Enthused by the overwhelming response they received last year, Mohnish Malhotra, one of the organisers of the march, said they are planning to add a whole lot of new features this time to the march, which will see gays, lesbians, transgenders and bisexuals joining in.
“Last year we had the rainbow coloured flags and beating of drums in the pride. This time we plan to have a street play at the end of the march, probably a wedding band playing music as people march and even a float, if we get the necessary permission from the police,” Malhotra told IANS.
“We are still working out the logistics, but we definitely want to add different elements to the pride this year,” he added.
According to Malhotra, a similar pride will take place June 28 in Kolkata, and off shore in Sri Lanka too.

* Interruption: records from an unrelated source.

use axum::{
    extract::State,
    http::{StatusCode, header},
    response::IntoResponse,
};

use foodgram_auth_types::identity::IdentityHeaders;

use crate::error::RecipesServiceError;
use crate::handlers::extract::{Json, Path};
use crate::handlers::recipe::RecipeResponse;
use crate::state::AppState;
use crate::usecase::shopping_cart::{
    AddToCartUseCase, DownloadShoppingListUseCase, RemoveFromCartUseCase,
};

const SHOPPING_LIST_DISPOSITION: &str = "attachment; filename=\"shopping-list.pdf\"";

// ── POST /api/recipes/{id}/shopping_cart ─────────────────────────────────────

pub async fn add_to_cart(
    identity: IdentityHeaders,
    State(state): State<AppState>,
    Path(recipe_id): Path<i32>,
) -> Result<(StatusCode, Json<RecipeResponse>), RecipesServiceError> {
    let usecase = AddToCartUseCase {
        repo: state.shopping_cart_repo(),
        recipes: state.recipe_repo(),
    };
    let recipe = usecase.execute(identity.user_id, recipe_id).await?;
    Ok((StatusCode::CREATED, Json(RecipeResponse::new(recipe, &state))))
}

// ── DELETE /api/recipes/{id}/shopping_cart ───────────────────────────────────

pub async fn remove_from_cart(
    identity: IdentityHeaders,
    State(state): State<AppState>,
    Path(recipe_id): Path<i32>,
) -> Result<StatusCode, RecipesServiceError> {
    let usecase = RemoveFromCartUseCase {
        repo: state.shopping_cart_repo(),
        recipes: state.recipe_repo(),
    };
    usecase.execute(identity.user_id, recipe_id).await?;
    Ok(StatusCode::NO_CONTENT)
}

// ── GET /api/recipes/download_shopping_cart ──────────────────────────────────

pub async fn download_shopping_cart(
    identity: IdentityHeaders,
    State(state): State<AppState>,
) -> Result<impl IntoResponse, RecipesServiceError> {
    let usecase = DownloadShoppingListUseCase {
        repo: state.shopping_cart_repo(),
        renderer: state.shopping_list_renderer(),
    };
    let document = usecase.execute(identity.user_id).await?;
    Ok((
        [
            (header::CONTENT_TYPE, "application/pdf"),
            (header::CONTENT_DISPOSITION, SHOPPING_LIST_DISPOSITION),
        ],
        document,
    ))
}
use sea_orm::entity::prelude::*;

/// User's favorite recipe.
#[derive(Clone, Debug, PartialEq, Eq, DeriveEntityModel)]
#[sea_orm(table_name = "favorites")]
pub struct Model {
    #[sea_orm(primary_key, auto_increment = false)]
    pub user_id: i32,
    #[sea_orm(primary_key, auto_increment = false)]
    pub recipe_id: i32,
    pub created_at: chrono::DateTime<chrono::Utc>,
}

#[derive(Copy, Clone, Debug, EnumIter, DeriveRelation)]
pub enum Relation {
    #[sea_orm(
        belongs_to = "super::users::Entity",
        from = "Column::UserId",
        to = "super::users::Column::Id",
        on_delete = "Cascade"
    )]
    User,
    #[sea_orm(
        belongs_to = "super::recipes::Entity",
        from = "Column::RecipeId",
        to = "super::recipes::Column::Id",
        on_delete = "Cascade"
    )]
    Recipe,
}

impl Related<super::users::Entity> for Entity {
    fn to() -> RelationDef {
        Relation::User.def()
    }
}

impl Related<super::recipes::Entity> for Entity {
    fn to() -> RelationDef {
        Relation::Recipe.def()
    }
}

impl ActiveModelBehavior for ActiveModel {}
use axum::{
    Router,
    routing::{get, post, put},
};
use tower_http::services::ServeDir;
use tower_http::trace::TraceLayer;

use foodgram_core::error::not_found;
use foodgram_core::health::healthz;
use foodgram_core::middleware::{propagate_request_id_layer, request_id_layer};

use crate::handlers::{
    avatar::{delete_avatar, set_avatar},
    favorite::{add_favorite, remove_favorite},
    health::readyz,
    ingredient::{get_ingredient, list_ingredients},
    recipe::{
        create_recipe, delete_recipe, get_recipe, get_recipe_link, list_recipes, update_recipe,
    },
    shopping_cart::{add_to_cart, download_shopping_cart, remove_from_cart},
    subscription::{list_subscriptions, subscribe, unsubscribe},
    tag::{get_tag, list_tags},
    user::{create_user, get_me, get_user, list_users},
};
use crate::state::AppState;

pub fn build_router(state: AppState) -> Router {
    let api = Router::new()
        // Users
        .route("/users", get(list_users).post(create_user))
        .route("/users/me", get(get_me))
        .route(
            "/users/me/avatar",
            put(set_avatar)
                .post(set_avatar)
                .patch(set_avatar)
                .delete(delete_avatar),
        )
        .route("/users/subscriptions", get(list_subscriptions))
        .route("/users/{id}", get(get_user))
        .route("/users/{id}/subscribe", post(subscribe).delete(unsubscribe))
        // Tags
        .route("/tags", get(list_tags))
        .route("/tags/{id}", get(get_tag))
        // Ingredients
        .route("/ingredients", get(list_ingredients))
        .route("/ingredients/{id}", get(get_ingredient))
        // Recipes
        .route("/recipes", get(list_recipes).post(create_recipe))
        .route("/recipes/download_shopping_cart", get(download_shopping_cart))
        .route(
            "/recipes/{id}",
            get(get_recipe).patch(update_recipe).delete(delete_recipe),
        )
        .route("/recipes/{id}/get-link", get(get_recipe_link))
        .route("/recipes/{id}/favorite", post(add_favorite).delete(remove_favorite))
        .route(
            "/recipes/{id}/shopping_cart",
            post(add_to_cart).delete(remove_from_cart),
        );

    let mut router = Router::new()
        // Health
        .route("/healthz", get(healthz))
        .route("/readyz", get(readyz))
        .nest("/api", api);

    if let Some(mount) = &state.media_mount {
        router = router.nest_service(mount, ServeDir::new(&state.media_root));
    }

    router
        .fallback(not_found)
        .layer(propagate_request_id_layer())
        .layer(TraceLayer::new_for_http())
        .layer(request_id_layer())
        .with_state(state)
}
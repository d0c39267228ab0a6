use sea_orm_migration::prelude::*;

#[derive(DeriveMigrationName)]
pub struct Migration;

#[async_trait::async_trait]
impl MigrationTrait for Migration {
    async fn up(&self, manager: &SchemaManager) -> Result<(), DbErr> {
        manager
            .create_table(
                Table::create()
                    .table(Recipes::Table)
                    .if_not_exists()
                    .col(
                        ColumnDef::new(Recipes::Id)
                            .integer()
                            .not_null()
                            .auto_increment()
                            .primary_key(),
                    )
                    .col(ColumnDef::new(Recipes::AuthorId).integer().not_null())
                    .col(ColumnDef::new(Recipes::Name).string_len(200).not_null())
                    .col(ColumnDef::new(Recipes::Text).text().not_null())
                    .col(ColumnDef::new(Recipes::CookingTime).integer().not_null())
                    .col(ColumnDef::new(Recipes::Image).string_len(255).null())
                    .col(
                        ColumnDef::new(Recipes::PubDate)
                            .timestamp_with_time_zone()
                            .not_null()
                            .default(Expr::current_timestamp()),
                    )
                    .check(Expr::col(Recipes::CookingTime).between(1, 32000))
                    .foreign_key(
                        ForeignKey::create()
                            .from(Recipes::Table, Recipes::AuthorId)
                            .to(Users::Table, Users::Id)
                            .on_delete(ForeignKeyAction::Cascade),
                    )
                    .to_owned(),
            )
            .await?;
        manager
            .create_index(
                Index::create()
                    .table(Recipes::Table)
                    .col(Recipes::PubDate)
                    .name("idx_recipes_pub_date")
                    .to_owned(),
            )
            .await?;
        manager
            .create_index(
                Index::create()
                    .table(Recipes::Table)
                    .col(Recipes::AuthorId)
                    .name("idx_recipes_author_id")
                    .to_owned(),
            )
            .await
    }

    async fn down(&self, manager: &SchemaManager) -> Result<(), DbErr> {
        manager
            .drop_table(Table::drop().table(Recipes::Table).to_owned())
            .await
    }
}

#[derive(Iden)]
enum Recipes {
    Table,
    Id,
    AuthorId,
    Name,
    Text,
    CookingTime,
    Image,
    PubDate,
}

#[derive(Iden)]
enum Users {
    Table,
    Id,
}
// Module name shadows the `serde` crate; use `::serde` for the external crate.
use ::serde::Serializer;
use chrono::{DateTime, SecondsFormat, Utc};

/// Serialize `DateTime<Utc>` as RFC 3339 with 3-digit fractional seconds.
pub fn to_rfc3339_ms<S>(dt: &DateTime<Utc>, s: S) -> Result<S::Ok, S::Error>
where
    S: Serializer,
{
    s.serialize_str(&dt.to_rfc3339_opts(SecondsFormat::Millis, true))
}
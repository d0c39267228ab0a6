//! Request extractors whose rejections render as [`RecipesServiceError`], so
//! malformed bodies, query strings and path segments get the same JSON error
//! envelope as every other failure.

use axum::extract::{FromRequest, FromRequestParts, Request};
use axum::http::request::Parts;
use axum::response::{IntoResponse, Response};
use serde::Serialize;
use serde::de::DeserializeOwned;

use crate::error::RecipesServiceError;

/// JSON request body, also usable as a JSON response.
#[derive(Debug, Clone, Copy, Default)]
pub struct Json<T>(pub T);

impl<T, S> FromRequest<S> for Json<T>
where
    T: DeserializeOwned,
    S: Send + Sync,
{
    type Rejection = RecipesServiceError;

    async fn from_request(req: Request, state: &S) -> Result<Self, Self::Rejection> {
        let axum::Json(value) = axum::Json::<T>::from_request(req, state).await?;
        Ok(Self(value))
    }
}

impl<T: Serialize> IntoResponse for Json<T> {
    fn into_response(self) -> Response {
        axum::Json(self.0).into_response()
    }
}

/// Query string; repeated keys collect into `Vec` fields.
#[derive(Debug, Clone, Copy, Default)]
pub struct Query<T>(pub T);

impl<T, S> FromRequestParts<S> for Query<T>
where
    T: DeserializeOwned,
    S: Send + Sync,
{
    type Rejection = RecipesServiceError;

    async fn from_request_parts(parts: &mut Parts, state: &S) -> Result<Self, Self::Rejection> {
        let axum_extra::extract::Query(value) =
            axum_extra::extract::Query::<T>::from_request_parts(parts, state).await?;
        Ok(Self(value))
    }
}

#[derive(Debug, Clone, Copy)]
pub struct Path<T>(pub T);

impl<T, S> FromRequestParts<S> for Path<T>
where
    T: DeserializeOwned + Send,
    S: Send + Sync,
{
    type Rejection = RecipesServiceError;

    async fn from_request_parts(parts: &mut Parts, state: &S) -> Result<Self, Self::Rejection> {
        let axum::extract::Path(value) =
            axum::extract::Path::<T>::from_request_parts(parts, state).await?;
        Ok(Self(value))
    }
}
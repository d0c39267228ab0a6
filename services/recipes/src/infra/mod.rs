pub mod db;
pub mod media;
pub mod pdf;
pub mod seed;
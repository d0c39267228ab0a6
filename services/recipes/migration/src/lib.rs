use sea_orm_migration::prelude::*;

mod m20250301_000001_create_users;
mod m20250301_000002_create_tags;
mod m20250301_000003_create_ingredients;
mod m20250301_000004_create_recipes;
mod m20250301_000005_create_recipe_tags;
mod m20250301_000006_create_recipe_ingredients;
mod m20250301_000007_create_favorites;
mod m20250301_000008_create_shopping_carts;
mod m20250301_000009_create_subscriptions;

pub struct Migrator;

#[async_trait::async_trait]
impl MigratorTrait for Migrator {
    fn migrations() -> Vec<Box<dyn MigrationTrait>> {
        vec![
            Box::new(m20250301_000001_create_users::Migration),
            Box::new(m20250301_000002_create_tags::Migration),
            Box::new(m20250301_000003_create_ingredients::Migration),
            Box::new(m20250301_000004_create_recipes::Migration),
            Box::new(m20250301_000005_create_recipe_tags::Migration),
            Box::new(m20250301_000006_create_recipe_ingredients::Migration),
            Box::new(m20250301_000007_create_favorites::Migration),
            Box::new(m20250301_000008_create_shopping_carts::Migration),
            Box::new(m20250301_000009_create_subscriptions::Migration),
        ]
    }
}
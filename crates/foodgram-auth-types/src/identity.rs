//! Gateway-injected identity headers extractor.

use axum::extract::{FromRequestParts, OptionalFromRequestParts};
use http::request::Parts;

use foodgram_core::error::AppError;

pub const USER_ID_HEADER: &str = "x-foodgram-user-id";
pub const USER_ROLE_HEADER: &str = "x-foodgram-user-role";

/// Lowest role value that counts as staff.
pub const STAFF_ROLE: u8 = 1;

/// User identity injected by the gateway via `x-foodgram-user-id` and
/// `x-foodgram-user-role` headers.
///
/// As a required extractor it returns 401 when `x-foodgram-user-id` is absent or
/// malformed. As `Option<IdentityHeaders>` an absent id yields `None` (anonymous
/// caller) while a malformed one is still rejected.
#[derive(Debug, Clone, Copy, PartialEq, Eq)]
pub struct IdentityHeaders {
    pub user_id: i32,
    pub user_role: u8,
}

impl IdentityHeaders {
    pub fn is_staff(&self) -> bool {
        self.user_role >= STAFF_ROLE
    }
}

enum HeaderState {
    Absent,
    Invalid,
    Present(IdentityHeaders),
}

fn read_identity(parts: &Parts) -> HeaderState {
    let Some(raw_id) = parts.headers.get(USER_ID_HEADER) else {
        return HeaderState::Absent;
    };
    let user_id = raw_id
        .to_str()
        .ok()
        .and_then(|s| s.trim().parse::<i32>().ok());
    // Role is optional; missing means a regular user.
    let user_role = match parts.headers.get(USER_ROLE_HEADER) {
        None => Some(0),
        Some(v) => v.to_str().ok().and_then(|s| s.trim().parse::<u8>().ok()),
    };
    match (user_id, user_role) {
        (Some(user_id), Some(user_role)) => HeaderState::Present(IdentityHeaders {
            user_id,
            user_role,
        }),
        _ => HeaderState::Invalid,
    }
}

impl<S> FromRequestParts<S> for IdentityHeaders
where
    S: Send + Sync,
{
    type Rejection = AppError;

    // axum-core 0.5 declares `fn -> impl Future + Send`; read the headers
    // synchronously and hand back a 'static future.
    fn from_request_parts(
        parts: &mut Parts,
        _state: &S,
    ) -> impl std::future::Future<Output = Result<Self, Self::Rejection>> + Send {
        let state = read_identity(parts);
        async move {
            match state {
                HeaderState::Present(identity) => Ok(identity),
                HeaderState::Absent | HeaderState::Invalid => Err(AppError::Unauthorized),
            }
        }
    }
}

impl<S> OptionalFromRequestParts<S> for IdentityHeaders
where
    S: Send + Sync,
{
    type Rejection = AppError;

    fn from_request_parts(
        parts: &mut Parts,
        _state: &S,
    ) -> impl std::future::Future<Output = Result<Option<Self>, Self::Rejection>> + Send {
        let state = read_identity(parts);
        async move {
            match state {
                HeaderState::Present(identity) => Ok(Some(identity)),
                HeaderState::Absent => Ok(None),
                HeaderState::Invalid => Err(AppError::Unauthorized),
            }
        }
    }
}
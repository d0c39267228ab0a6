//! Bulk loading of catalog data (ingredients, tags) from JSON fixtures.

use anyhow::Context as _;
use sea_orm::{ActiveValue::Set, ConnectionTrait, EntityTrait, sea_query::OnConflict};
use serde::Deserialize;

use foodgram_recipes_schema::{ingredients, tags};

const CHUNK_SIZE: usize = 1000;

#[derive(Debug, Clone, Deserialize)]
pub struct IngredientSeed {
    pub name: String,
    pub measurement_unit: String,
}

#[derive(Debug, Clone, Deserialize)]
pub struct TagSeed {
    pub name: String,
    pub color: String,
    pub slug: String,
}

/// Insert ingredients, skipping any `(name, measurement_unit)` pair already
/// present. Returns the number of rows inserted.
pub async fn load_ingredients<C: ConnectionTrait>(
    db: &C,
    seeds: &[IngredientSeed],
) -> anyhow::Result<u64> {
    let mut inserted = 0;
    for chunk in seeds.chunks(CHUNK_SIZE) {
        let rows = chunk.iter().map(|seed| ingredients::ActiveModel {
            name: Set(seed.name.trim().to_owned()),
            measurement_unit: Set(seed.measurement_unit.trim().to_owned()),
            ..Default::default()
        });
        inserted += ingredients::Entity::insert_many(rows)
            .on_conflict(
                OnConflict::columns([
                    ingredients::Column::Name,
                    ingredients::Column::MeasurementUnit,
                ])
                .do_nothing()
                .to_owned(),
            )
            .exec_without_returning(db)
            .await
            .context("insert ingredients")?;
    }
    Ok(inserted)
}

/// Insert tags, skipping any that collide on name, color or slug.
pub async fn load_tags<C: ConnectionTrait>(db: &C, seeds: &[TagSeed]) -> anyhow::Result<u64> {
    let mut inserted = 0;
    for chunk in seeds.chunks(CHUNK_SIZE) {
        let rows = chunk.iter().map(|seed| tags::ActiveModel {
            name: Set(seed.name.clone()),
            color: Set(seed.color.clone()),
            slug: Set(seed.slug.clone()),
            ..Default::default()
        });
        inserted += tags::Entity::insert_many(rows)
            .on_conflict(OnConflict::new().do_nothing().to_owned())
            .exec_without_returning(db)
            .await
            .context("insert tags")?;
    }
    Ok(inserted)
}
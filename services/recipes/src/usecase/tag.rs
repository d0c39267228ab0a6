use crate::domain::repository::TagRepository;
use crate::domain::types::Tag;
use crate::error::RecipesServiceError;

pub struct ListTagsUseCase<R: TagRepository> {
    pub repo: R,
}

impl<R: TagRepository> ListTagsUseCase<R> {
    pub async fn execute(&self) -> Result<Vec<Tag>, RecipesServiceError> {
        self.repo.list().await
    }
}

pub struct GetTagUseCase<R: TagRepository> {
    pub repo: R,
}

impl<R: TagRepository> GetTagUseCase<R> {
    pub async fn execute(&self, id: i32) -> Result<Tag, RecipesServiceError> {
        self.repo
            .find(id)
            .await?
            .ok_or(RecipesServiceError::TagNotFound)
    }
}
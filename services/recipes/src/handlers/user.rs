use axum::{
    extract::{OriginalUri, State},
    http::StatusCode,
};
use serde::{Deserialize, Serialize};

use foodgram_auth_types::identity::IdentityHeaders;
use foodgram_domain::pagination::Page;

use crate::domain::types::{User, UserProfile};
use crate::error::RecipesServiceError;
use crate::handlers::extract::{Json, Path, Query};
use crate::handlers::{PageQuery, page_link};
use crate::state::AppState;
use crate::usecase::user::{
    GetUserUseCase, ListUsersUseCase, RegisterUserInput, RegisterUserUseCase,
};

// ── Response types ───────────────────────────────────────────────────────────

#[derive(Debug, Serialize)]
pub struct UserResponse {
    pub id: i32,
    pub email: String,
    pub username: String,
    pub first_name: String,
    pub last_name: String,
    pub is_subscribed: bool,
    pub avatar: Option<String>,
}

impl UserResponse {
    pub fn new(user: User, is_subscribed: bool, state: &AppState) -> Self {
        Self {
            id: user.id,
            avatar: user.avatar.as_deref().map(|key| state.media_link(key)),
            email: user.email,
            username: user.username,
            first_name: user.first_name,
            last_name: user.last_name,
            is_subscribed,
        }
    }

    pub fn from_profile(profile: UserProfile, state: &AppState) -> Self {
        Self::new(profile.user, profile.is_subscribed, state)
    }
}

// ── GET /api/users ───────────────────────────────────────────────────────────

pub async fn list_users(
    identity: Option<IdentityHeaders>,
    State(state): State<AppState>,
    Query(query): Query<PageQuery>,
    OriginalUri(uri): OriginalUri,
) -> Result<Json<Page<UserResponse>>, RecipesServiceError> {
    let request = query.page_request();
    let usecase = ListUsersUseCase {
        repo: state.user_repo(),
    };
    let (users, count) = usecase
        .execute(identity.map(|i| i.user_id), request)
        .await?;
    let page = Page::new(users, count, request, |n| {
        page_link(&state.public_base_url, &uri, n)
    })
    .map(|profile| UserResponse::from_profile(profile, &state));
    Ok(Json(page))
}

// ── POST /api/users ──────────────────────────────────────────────────────────

#[derive(Deserialize)]
pub struct CreateUserRequest {
    pub email: String,
    pub username: String,
    pub first_name: String,
    pub last_name: String,
}

#[derive(Serialize)]
pub struct CreatedUserResponse {
    pub id: i32,
    pub email: String,
    pub username: String,
    pub first_name: String,
    pub last_name: String,
}

pub async fn create_user(
    State(state): State<AppState>,
    Json(body): Json<CreateUserRequest>,
) -> Result<(StatusCode, Json<CreatedUserResponse>), RecipesServiceError> {
    let usecase = RegisterUserUseCase {
        repo: state.user_repo(),
    };
    let user = usecase
        .execute(RegisterUserInput {
            email: body.email,
            username: body.username,
            first_name: body.first_name,
            last_name: body.last_name,
        })
        .await?;
    tracing::info!(user_id = user.id, "user registered");
    Ok((
        StatusCode::CREATED,
        Json(CreatedUserResponse {
            id: user.id,
            email: user.email,
            username: user.username,
            first_name: user.first_name,
            last_name: user.last_name,
        }),
    ))
}

// ── GET /api/users/me ────────────────────────────────────────────────────────

pub async fn get_me(
    identity: IdentityHeaders,
    State(state): State<AppState>,
) -> Result<Json<UserResponse>, RecipesServiceError> {
    let usecase = GetUserUseCase {
        repo: state.user_repo(),
    };
    let profile = usecase
        .execute(identity.user_id, Some(identity.user_id))
        .await?;
    Ok(Json(UserResponse::from_profile(profile, &state)))
}

// ── GET /api/users/{id} ──────────────────────────────────────────────────────

pub async fn get_user(
    identity: Option<IdentityHeaders>,
    State(state): State<AppState>,
    Path(id): Path<i32>,
) -> Result<Json<UserResponse>, RecipesServiceError> {
    let usecase = GetUserUseCase {
        repo: state.user_repo(),
    };
    let profile = usecase.execute(id, identity.map(|i| i.user_id)).await?;
    Ok(Json(UserResponse::from_profile(profile, &state)))
}
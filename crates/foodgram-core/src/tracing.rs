use tracing_subscriber::{EnvFilter, fmt, layer::SubscriberExt, util::SubscriberInitExt};

/// Initialize structured JSON tracing on stdout. Call once at service startup.
///
/// `RUST_LOG` wins when set; otherwise `default_directive` (e.g. `"info"`) is used.
/// Subsequent calls are silently ignored.
pub fn init_tracing(default_directive: &str) {
    let filter = EnvFilter::try_from_default_env()
        .unwrap_or_else(|_| EnvFilter::new(default_directive));
    let _ = tracing_subscriber::registry()
        .with(filter)
        .with(fmt::layer().json())
        .try_init();
}
//! Shared HTTP plumbing for Foodgram services.
//!
//! Error envelope, health checks, request-id middleware, env config loading and
//! tracing bootstrap.

pub mod config;
pub mod error;
pub mod health;
pub mod middleware;
pub mod serde;
pub mod tracing;
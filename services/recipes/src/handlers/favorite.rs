use axum::{extract::State, http::StatusCode};

use foodgram_auth_types::identity::IdentityHeaders;

use crate::error::RecipesServiceError;
use crate::handlers::extract::{Json, Path};
use crate::handlers::recipe::RecipeResponse;
use crate::state::AppState;
use crate::usecase::favorite::{AddFavoriteUseCase, RemoveFavoriteUseCase};

// ── POST /api/recipes/{id}/favorite ──────────────────────────────────────────

pub async fn add_favorite(
    identity: IdentityHeaders,
    State(state): State<AppState>,
    Path(recipe_id): Path<i32>,
) -> Result<(StatusCode, Json<RecipeResponse>), RecipesServiceError> {
    let usecase = AddFavoriteUseCase {
        repo: state.favorite_repo(),
        recipes: state.recipe_repo(),
    };
    let recipe = usecase.execute(identity.user_id, recipe_id).await?;
    Ok((StatusCode::CREATED, Json(RecipeResponse::new(recipe, &state))))
}

// ── DELETE /api/recipes/{id}/favorite ────────────────────────────────────────

pub async fn remove_favorite(
    identity: IdentityHeaders,
    State(state): State<AppState>,
    Path(recipe_id): Path<i32>,
) -> Result<StatusCode, RecipesServiceError> {
    let usecase = RemoveFavoriteUseCase {
        repo: state.favorite_repo(),
        recipes: state.recipe_repo(),
    };
    usecase.execute(identity.user_id, recipe_id).await?;
    Ok(StatusCode::NO_CONTENT)
}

“Kolkata has the gay pride every year, and this year they will have it on June 28 like Delhi. Probably not on the same date, but Mumbai and Bangalore will also have the march like last year. Chennai may have its first pride this year,” Malhotra said.
In a nation where homosexuality is a crime under Section 377 of the Indian Penal Code, many were surprised by the huge turnout in the pride last year that took place June 29. While its organisers had not expected more than 150 people, over 500 participated in the march.
Like last year, this time too the pride will start at 5.30 p.m. near Barakhamba road going up Tolstoy Marg.
The history behind the “Queer Pride” goes back to June 28, 1969, when armed squads of the New York Police Department (NYPD) raided the Stonewall Inn, an obscure pub in Greenwich village in New York, that was a regular watering hole of gays.
Several people were bundled into waiting vans. The gay groups at the bar protested and the outcry against the arrests led to full-scale riots and arson that lasted five days.
Since then, every year the week leading up to June 29 is remembered by sexual minorities and those with alternative sexual leanings across the world as the “Rainbow Pride Week”.